Stored records:

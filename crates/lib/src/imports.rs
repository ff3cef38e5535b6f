//! Import resolution.
//!
//! A file may begin with one `import` attribute:
//!
//! ```hcl
//! import = ["tools/fish", { carp = "tools/carp" }]
//! ```
//!
//! or, equivalently for aliased imports only:
//!
//! ```hcl
//! import = { carp = "tools/carp" }
//! ```
//!
//! A bare package string is bound under the last `/` segment of its name.
//! Each alias is visible only in the file that declares it, as an object of
//! the package's exported values. Packages are loaded through an injected
//! [`ImportFunction`], at most once per package name per resolution.

use std::collections::{BTreeMap, HashMap};
use std::path::{Component, Path, PathBuf};

use hcl::eval::{Context, Evaluate};
use tracing::{debug, trace};

use crate::diagnostics::{Diagnostic, Diagnostics, SourceRange};
use crate::eval;
use crate::references::free_variables;
use crate::syntax::{AttributeDecl, IMPORT_ATTRIBUTE, SourceFile};
use crate::value::ResolvedValue;

/// Loads a package by name and returns its resolved values.
pub trait ImportFunction {
  fn load_package(&mut self, name: &str) -> Result<BTreeMap<String, ResolvedValue>, Diagnostics>;
}

impl<F> ImportFunction for F
where
  F: FnMut(&str) -> Result<BTreeMap<String, ResolvedValue>, Diagnostics>,
{
  fn load_package(&mut self, name: &str) -> Result<BTreeMap<String, ResolvedValue>, Diagnostics> {
    self(name)
  }
}

/// An importer for directories that must not import anything.
#[derive(Debug, Default, Clone, Copy)]
pub struct NoImports;

impl ImportFunction for NoImports {
  fn load_package(&mut self, name: &str) -> Result<BTreeMap<String, ResolvedValue>, Diagnostics> {
    Err(
      Diagnostic::error("Imports unavailable")
        .with_detail(format!("Cannot load package \"{name}\": no import root is configured."))
        .into(),
    )
  }
}

/// Resolves package `a/b` as the directory `<root>/a/b`, evaluated as a
/// library. Nested imports resolve against the same root.
#[derive(Debug, Clone)]
pub struct DirectoryImporter {
  root: PathBuf,
  stack: Vec<String>,
}

impl DirectoryImporter {
  pub fn new(root: impl Into<PathBuf>) -> Self {
    Self {
      root: root.into(),
      stack: Vec::new(),
    }
  }

  pub fn root(&self) -> &Path {
    &self.root
  }

  fn package_dir(&self, name: &str) -> Option<PathBuf> {
    let relative = Path::new(name);
    let valid = !name.is_empty() && relative.components().all(|c| matches!(c, Component::Normal(_)));
    valid.then(|| self.root.join(relative))
  }
}

impl ImportFunction for DirectoryImporter {
  fn load_package(&mut self, name: &str) -> Result<BTreeMap<String, ResolvedValue>, Diagnostics> {
    if self.stack.iter().any(|loading| loading == name) {
      let chain = self.stack.join(" -> ");
      return Err(
        Diagnostic::error("Import cycle")
          .with_detail(format!("Package \"{name}\" imports itself through {chain} -> {name}."))
          .into(),
      );
    }

    let Some(dir) = self.package_dir(name) else {
      return Err(
        Diagnostic::error("Invalid package name")
          .with_detail(format!("\"{name}\" must be a relative path without \".\" or \"..\" segments."))
          .into(),
      );
    };
    if !dir.is_dir() {
      return Err(
        Diagnostic::error("Package not found")
          .with_detail(format!("No package directory at {}.", dir.display()))
          .into(),
      );
    }

    debug!(package = %name, dir = %dir.display(), "resolving package directory");
    self.stack.push(name.to_string());
    let result = eval::load_directory(&dir).and_then(|files| eval::resolve_package(&files, self));
    self.stack.pop();
    result
  }
}

/// One `alias = package` entry of an import declaration.
#[derive(Debug, Clone, PartialEq, Eq)]
pub struct Import {
  pub alias: String,
  pub package: String,
  pub range: SourceRange,
}

/// The imports of one file and the values bound under each alias.
#[derive(Debug, Clone, Default, PartialEq)]
pub struct FileImports {
  pub imports: Vec<Import>,
  pub bindings: BTreeMap<String, hcl::Value>,
}

/// Whether an imported value is visible to the importer.
pub fn is_exported(name: &str) -> bool {
  !(name.starts_with('_') || name.starts_with("./"))
}

/// Turn a package's values into the object bound under an alias.
pub fn exports(values: &BTreeMap<String, ResolvedValue>) -> hcl::Value {
  hcl::Value::Object(
    values
      .iter()
      .filter(|(name, _)| is_exported(name))
      .map(|(name, value)| (name.clone(), value.to_hcl_value()))
      .collect(),
  )
}

/// Parse every file's import declaration and load the packages they name.
///
/// Returns one [`FileImports`] per file, in file order. Any failure is
/// returned before anything is loaded (declaration errors) or after every
/// distinct package has been tried (load errors).
pub fn resolve_imports(
  files: &[SourceFile],
  importer: &mut dyn ImportFunction,
) -> Result<Vec<FileImports>, Diagnostics> {
  let mut diags = Diagnostics::new();
  let mut declared = Vec::with_capacity(files.len());
  for file in files {
    match file_imports(file) {
      Ok(imports) => declared.push(imports),
      Err(errs) => diags.extend(errs),
    }
  }
  let declared = diags.into_result(declared)?;

  let mut cache: HashMap<String, Option<hcl::Value>> = HashMap::new();
  let mut diags = Diagnostics::new();
  let mut resolved = Vec::with_capacity(declared.len());
  for imports in declared {
    let mut bindings = BTreeMap::new();
    for import in &imports {
      if !cache.contains_key(&import.package) {
        debug!(package = %import.package, "loading package");
        let loaded = match importer.load_package(&import.package) {
          Ok(values) => Some(exports(&values)),
          Err(errs) => {
            diags.extend(package_errors(errs, import));
            None
          }
        };
        cache.insert(import.package.clone(), loaded);
      } else {
        trace!(package = %import.package, alias = %import.alias, "package already loaded");
      }
      if let Some(Some(value)) = cache.get(&import.package) {
        bindings.entry(import.alias.clone()).or_insert_with(|| value.clone());
      }
    }
    resolved.push(FileImports { imports, bindings });
  }
  diags.into_result(resolved)
}

fn package_errors(errs: Diagnostics, import: &Import) -> Diagnostics {
  if errs.is_empty() {
    return Diagnostic::error("Import failed")
      .with_detail(format!("Package \"{}\" could not be loaded.", import.package))
      .with_subject(import.range.clone())
      .into();
  }
  errs
    .into_iter()
    .map(|diag| match diag.subject {
      Some(_) => diag,
      None => diag.with_subject(import.range.clone()),
    })
    .collect::<Diagnostics>()
    .with_context(&import.range)
}

/// The parsed import declaration of one file.
fn file_imports(file: &SourceFile) -> Result<Vec<Import>, Diagnostics> {
  let mut decls = file.attributes.iter().filter(|attr| attr.name == IMPORT_ATTRIBUTE);
  let Some(decl) = decls.next() else {
    return Ok(Vec::new());
  };

  let mut diags = Diagnostics::new();
  for extra in decls {
    diags.push(
      Diagnostic::error("Duplicate import declaration")
        .with_detail(format!(
          "Imports were already declared at {}. A file may contain only one import declaration.",
          decl.range
        ))
        .with_subject(extra.range.clone()),
    );
  }

  let line = decl.range.start.line;
  let earlier = file
    .attributes
    .iter()
    .filter(|attr| attr.name != IMPORT_ATTRIBUTE)
    .map(|attr| &attr.range)
    .chain(file.blocks.iter().map(|block| &block.range))
    .any(|range| range.start.line < line);
  if earlier {
    diags.push(
      Diagnostic::error("Invalid import location")
        .with_detail("The import declaration must be the first declaration in the file.")
        .with_subject(decl.range.clone()),
    );
  }

  let variables = free_variables(&decl.expr, &Default::default());
  if !variables.is_empty() {
    diags.push(
      Diagnostic::error("Variables not allowed")
        .with_detail(format!(
          "Import declarations cannot reference other values; found {}.",
          variables.join(", ")
        ))
        .with_subject(decl.expr_range.clone()),
    );
    return Err(diags);
  }

  match parse_declaration(decl) {
    Ok(imports) => diags.into_result(imports),
    Err(diag) => {
      diags.push(diag);
      Err(diags)
    }
  }
}

fn invalid(decl: &AttributeDecl, detail: impl Into<String>) -> Diagnostic {
  Diagnostic::error("Invalid import declaration")
    .with_detail(detail)
    .with_subject(decl.expr_range.clone())
}

fn parse_declaration(decl: &AttributeDecl) -> Result<Vec<Import>, Diagnostic> {
  let value = decl
    .expr
    .evaluate(&Context::new())
    .map_err(|err| invalid(decl, err.to_string()))?;

  let entry = |alias: &str, package: &hcl::Value| -> Result<Import, Diagnostic> {
    match package.as_str() {
      Some(package) => Ok(Import {
        alias: alias.to_string(),
        package: package.to_string(),
        range: decl.range.clone(),
      }),
      None => Err(invalid(decl, format!("The package for \"{alias}\" must be a string."))),
    }
  };
  let bare = |package: &str| -> Import {
    let alias = package.rsplit('/').next().unwrap_or(package);
    Import {
      alias: alias.to_string(),
      package: package.to_string(),
      range: decl.range.clone(),
    }
  };

  match &value {
    hcl::Value::String(package) => Ok(vec![bare(package.as_str())]),
    hcl::Value::Object(entries) => entries
      .iter()
      .map(|(alias, package)| entry(alias.as_str(), package))
      .collect(),
    hcl::Value::Array(items) => {
      let mut imports = Vec::new();
      for item in items {
        match item {
          hcl::Value::String(package) => imports.push(bare(package.as_str())),
          hcl::Value::Object(entries) => {
            for (alias, package) in entries {
              imports.push(entry(alias.as_str(), package)?);
            }
          }
          _ => {
            return Err(invalid(
              decl,
              "Each import must be a package name or an { alias = \"package\" } object.",
            ));
          }
        }
      }
      Ok(imports)
    }
    _ => Err(invalid(
      decl,
      "Imports must be a list of package names or an object of aliases.",
    )),
  }
}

→ **Work to complete**:
Among the lines above, find those containing the word "extra" and copy each.

→ **Reply to the task**:
  for extra in decls {
        .with_subject(extra.range.clone()),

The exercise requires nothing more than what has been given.